• _Saved entries_:
::::::::::

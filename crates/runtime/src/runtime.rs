//! High-level gacha orchestrator.
//!
//! [`GachaService`] ties the oracle, the user store, the draw engine and the
//! compositor together behind one call per batch, and is assembled through
//! [`GachaServiceBuilder`].

use std::sync::Arc;
use std::sync::atomic::{AtomicU64, Ordering};

use rand::SeedableRng;
use rand::rngs::StdRng;

use gacha_core::{
    BatchReport, DrawConfig, DrawEngine, PickupPools, PoolKind, UserGachaState,
    find_current_banner,
};

use crate::api::{GachaOutcome, PullOutcome, Result, RuntimeError};
use crate::oracle::{CharacterDict, GachaOracle};
use crate::render::{CardAssets, Compositor};
use crate::repository::UserStore;
use crate::utils::UserLocks;

/// Message returned when the selected server has no running banner.
pub const DEFAULT_NO_BANNER_MESSAGE: &str = "当前服务器没有正在进行的卡池";

/// Runtime configuration shared across the service and its workers.
#[derive(Debug, Clone)]
pub struct RuntimeConfig {
    pub draw: DrawConfig,
    /// Maximum number of cards rendered concurrently.
    pub render_workers: usize,
    /// Seed for reproducible batches; OS entropy when unset.
    pub rng_seed: Option<u64>,
    pub no_banner_message: String,
}

impl Default for RuntimeConfig {
    fn default() -> Self {
        Self {
            draw: DrawConfig::default(),
            render_workers: 8,
            rng_seed: None,
            no_banner_message: DEFAULT_NO_BANNER_MESSAGE.to_string(),
        }
    }
}

/// Drawn batch plus the dictionary it was drawn against.
enum Prepared {
    Drawn {
        report: BatchReport,
        characters: Arc<CharacterDict>,
    },
    NoActiveBanner(String),
}

/// Draw-and-render entry point.
///
/// Cheap to clone; clones share the per-user locks and the batch counter.
#[derive(Clone)]
pub struct GachaService {
    oracle: Arc<dyn GachaOracle>,
    store: Arc<dyn UserStore>,
    compositor: Compositor,
    config: RuntimeConfig,
    locks: Arc<UserLocks>,
    batches: Arc<AtomicU64>,
}

impl GachaService {
    pub fn builder() -> GachaServiceBuilder {
        GachaServiceBuilder::new()
    }

    /// Runs `pull_count` draws for `user_id` on region `server` and renders
    /// the result sheet.
    pub async fn gacha(&self, user_id: &str, pull_count: u32, server: usize) -> Result<GachaOutcome> {
        self.gacha_at(user_id, pull_count, server, chrono::Utc::now().timestamp())
            .await
    }

    /// [`gacha`](Self::gacha) evaluated at the unix time `now`.
    pub async fn gacha_at(
        &self,
        user_id: &str,
        pull_count: u32,
        server: usize,
        now: i64,
    ) -> Result<GachaOutcome> {
        let (report, characters) = match self.prepare(user_id, pull_count, server, now).await? {
            Prepared::Drawn { report, characters } => (report, characters),
            Prepared::NoActiveBanner(message) => return Ok(GachaOutcome::NoActiveBanner(message)),
        };

        let pity = report.pity();
        let png = self
            .compositor
            .render_with(&report.results, pity, characters)
            .await?;

        Ok(match png {
            Some(png) => GachaOutcome::Image {
                png,
                results: report.results,
                pity,
            },
            None => GachaOutcome::Empty,
        })
    }

    /// Draws and persists a batch without rendering it.
    pub async fn pull(&self, user_id: &str, pull_count: u32, server: usize) -> Result<PullOutcome> {
        self.pull_at(user_id, pull_count, server, chrono::Utc::now().timestamp())
            .await
    }

    /// [`pull`](Self::pull) evaluated at the unix time `now`.
    pub async fn pull_at(
        &self,
        user_id: &str,
        pull_count: u32,
        server: usize,
        now: i64,
    ) -> Result<PullOutcome> {
        Ok(match self.prepare(user_id, pull_count, server, now).await? {
            Prepared::Drawn { report, .. } => PullOutcome::Drawn(report),
            Prepared::NoActiveBanner(message) => PullOutcome::NoActiveBanner(message),
        })
    }

    async fn prepare(
        &self,
        user_id: &str,
        pull_count: u32,
        server: usize,
        now: i64,
    ) -> Result<Prepared> {
        if pull_count == 0 {
            return Err(RuntimeError::InvalidPullCount);
        }

        let common = self.oracle.common_config().await?;
        let available = common.regions.len();
        let region = common
            .regions
            .get(server)
            .ok_or(RuntimeError::UnknownServer { server, available })?;

        let Some(banner) = find_current_banner(&region.current_gacha, now) else {
            tracing::info!("No active banner on server {} at {}", server, now);
            return Ok(Prepared::NoActiveBanner(
                self.config.no_banner_message.clone(),
            ));
        };

        let characters = self.oracle.characters().await?;
        let rates = self.oracle.rate_table().await?;
        let pickups = PickupPools::split(banner, &characters);
        let engine = DrawEngine::new(&rates, pickups, self.config.draw.clone());
        tracing::debug!(
            "Draw pools for server {}: {}",
            server,
            PoolKind::ALL
                .iter()
                .map(|kind| format!(
                    "{}={:.4}/{}",
                    kind,
                    engine.effective_chance(*kind),
                    engine.pool(*kind).characters.len()
                ))
                .collect::<Vec<_>>()
                .join(", ")
        );

        let report = {
            let _guard = self.locks.lock(user_id).await;
            let state = self.load_state(user_id).await?;
            let mut rng = self.batch_rng();
            let report = engine.draw_batch(&mut rng, state, pull_count)?;
            self.save_state(user_id, &report.state).await?;
            report
        };

        tracing::info!(
            "User {} drew {} on server {} ({} new, {} pickup, pity {})",
            user_id,
            report.results.len(),
            server,
            report.results.iter().filter(|r| r.is_new).count(),
            report.results.iter().filter(|r| r.is_pickup).count(),
            report.pity()
        );

        Ok(Prepared::Drawn {
            report,
            characters: Arc::new(characters),
        })
    }

    fn batch_rng(&self) -> StdRng {
        match self.config.rng_seed {
            Some(seed) => {
                let batch = self.batches.fetch_add(1, Ordering::Relaxed);
                StdRng::seed_from_u64(seed ^ batch)
            }
            None => StdRng::from_os_rng(),
        }
    }

    async fn load_state(&self, user_id: &str) -> Result<UserGachaState> {
        let store = Arc::clone(&self.store);
        let user_id = user_id.to_string();
        let state = tokio::task::spawn_blocking(move || store.load(&user_id))
            .await
            .map_err(RuntimeError::StoreTask)??;
        Ok(state)
    }

    async fn save_state(&self, user_id: &str, state: &UserGachaState) -> Result<()> {
        let store = Arc::clone(&self.store);
        let user_id = user_id.to_string();
        let state = state.clone();
        tokio::task::spawn_blocking(move || store.save(&user_id, &state))
            .await
            .map_err(RuntimeError::StoreTask)??;
        Ok(())
    }
}

impl std::fmt::Debug for GachaService {
    fn fmt(&self, f: &mut std::fmt::Formatter<'_>) -> std::fmt::Result {
        f.debug_struct("GachaService")
            .field("config", &self.config)
            .field("compositor", &self.compositor)
            .finish()
    }
}

/// Builder for [`GachaService`].
pub struct GachaServiceBuilder {
    config: RuntimeConfig,
    oracle: Option<Arc<dyn GachaOracle>>,
    store: Option<Arc<dyn UserStore>>,
    assets: Option<Arc<CardAssets>>,
}

impl GachaServiceBuilder {
    fn new() -> Self {
        Self {
            config: RuntimeConfig::default(),
            oracle: None,
            store: None,
            assets: None,
        }
    }

    /// Override runtime configuration
    pub fn config(mut self, config: RuntimeConfig) -> Self {
        self.config = config;
        self
    }

    /// Set required game-data oracle
    pub fn oracle(mut self, oracle: Arc<dyn GachaOracle>) -> Self {
        self.oracle = Some(oracle);
        self
    }

    /// Set required user store
    pub fn store(mut self, store: Arc<dyn UserStore>) -> Self {
        self.store = Some(store);
        self
    }

    /// Set required card artwork
    pub fn assets(mut self, assets: CardAssets) -> Self {
        self.assets = Some(Arc::new(assets));
        self
    }

    pub fn render_workers(mut self, workers: usize) -> Self {
        self.config.render_workers = workers;
        self
    }

    pub fn rng_seed(mut self, seed: u64) -> Self {
        self.config.rng_seed = Some(seed);
        self
    }

    pub fn build(self) -> Result<GachaService> {
        let oracle = self.oracle.ok_or(RuntimeError::MissingComponent("an oracle"))?;
        let store = self.store.ok_or(RuntimeError::MissingComponent("a user store"))?;
        let assets = self.assets.ok_or(RuntimeError::MissingComponent("card assets"))?;

        let compositor = Compositor::new(Arc::clone(&oracle), assets, self.config.render_workers);

        Ok(GachaService {
            oracle,
            store,
            compositor,
            config: self.config,
            locks: Arc::new(UserLocks::new()),
            batches: Arc::new(AtomicU64::new(0)),
        })
    }
}
//! Unified error types surfaced by the runtime API.
//!
//! Wraps failures from the oracle, repositories, the draw engine and the
//! compositor so clients can bubble them up with consistent context.
use thiserror::Error;

use gacha_core::DrawError;

pub use crate::oracle::OracleError;
pub use crate::render::RenderError;
pub use crate::repository::RepositoryError;

pub type Result<T> = std::result::Result<T, RuntimeError>;

#[derive(Debug, Error)]
pub enum RuntimeError {
    #[error("pull count must be at least 1")]
    InvalidPullCount,

    #[error("unknown server index {server} ({available} regions available)")]
    UnknownServer { server: usize, available: usize },

    #[error(transparent)]
    Oracle(#[from] OracleError),

    #[error(transparent)]
    Repository(#[from] RepositoryError),

    #[error(transparent)]
    Draw(#[from] DrawError),

    #[error(transparent)]
    Render(#[from] RenderError),

    #[error("user store task failed")]
    StoreTask(#[source] tokio::task::JoinError),

    #[error("runtime requires {0} to be configured before building")]
    MissingComponent(&'static str),
}
//! Character identity and rarity tiers.

use std::fmt;

/// Stable numeric identifier of a drawable character.
#[derive(Clone, Copy, Debug, PartialEq, Eq, PartialOrd, Ord, Hash)]
#[cfg_attr(feature = "serde", derive(serde::Serialize, serde::Deserialize))]
#[cfg_attr(feature = "serde", serde(transparent))]
pub struct CharacterId(pub u32);

impl fmt::Display for CharacterId {
    fn fmt(&self, f: &mut fmt::Formatter<'_>) -> fmt::Result {
        write!(f, "{}", self.0)
    }
}

impl From<u32> for CharacterId {
    fn from(value: u32) -> Self {
        Self(value)
    }
}

/// Rarity tier of a character, shown as a star count on cards.
///
/// The string form matches the keys used by the rate config (`"1"`, `"2"`,
/// `"3"`).
#[derive(
    Clone,
    Copy,
    Debug,
    PartialEq,
    Eq,
    PartialOrd,
    Ord,
    Hash,
    strum::Display,
    strum::EnumString,
)]
pub enum Rarity {
    #[strum(serialize = "1")]
    One = 1,
    #[strum(serialize = "2")]
    Two = 2,
    #[strum(serialize = "3")]
    Three = 3,
}

impl Rarity {
    /// Converts a star grade into a rarity tier.
    pub const fn from_stars(stars: u8) -> Option<Self> {
        match stars {
            1 => Some(Self::One),
            2 => Some(Self::Two),
            3 => Some(Self::Three),
            _ => None,
        }
    }

    pub const fn stars(self) -> u8 {
        self as u8
    }
}

/// Character data consumed from the external game-data service.
#[derive(Clone, Debug, PartialEq, Eq)]
#[cfg_attr(feature = "serde", derive(serde::Serialize, serde::Deserialize))]
pub struct CharacterRecord {
    #[cfg_attr(feature = "serde", serde(rename = "Id"))]
    pub id: CharacterId,
    /// Star grade as published by the data service.
    #[cfg_attr(feature = "serde", serde(rename = "StarGrade"))]
    pub star_grade: u8,
    /// Internal asset name used to build portrait paths.
    #[cfg_attr(feature = "serde", serde(rename = "DevName"))]
    pub dev_name: String,
}

impl CharacterRecord {
    pub fn new(id: CharacterId, star_grade: u8, dev_name: impl Into<String>) -> Self {
        Self {
            id,
            star_grade,
            dev_name: dev_name.into(),
        }
    }

    pub fn rarity(&self) -> Option<Rarity> {
        Rarity::from_stars(self.star_grade)
    }

    /// Asset key of the collection portrait for this character.
    pub fn portrait_path(&self) -> String {
        format!(
            "images/student/collection/Student_Portrait_{}_Collection.webp",
            self.dev_name
        )
    }
}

::::::::::

Which lines above contain the word "InvalidPullCount"? Show each of them.

            return Err(RuntimeError::InvalidPullCount);
    InvalidPullCount,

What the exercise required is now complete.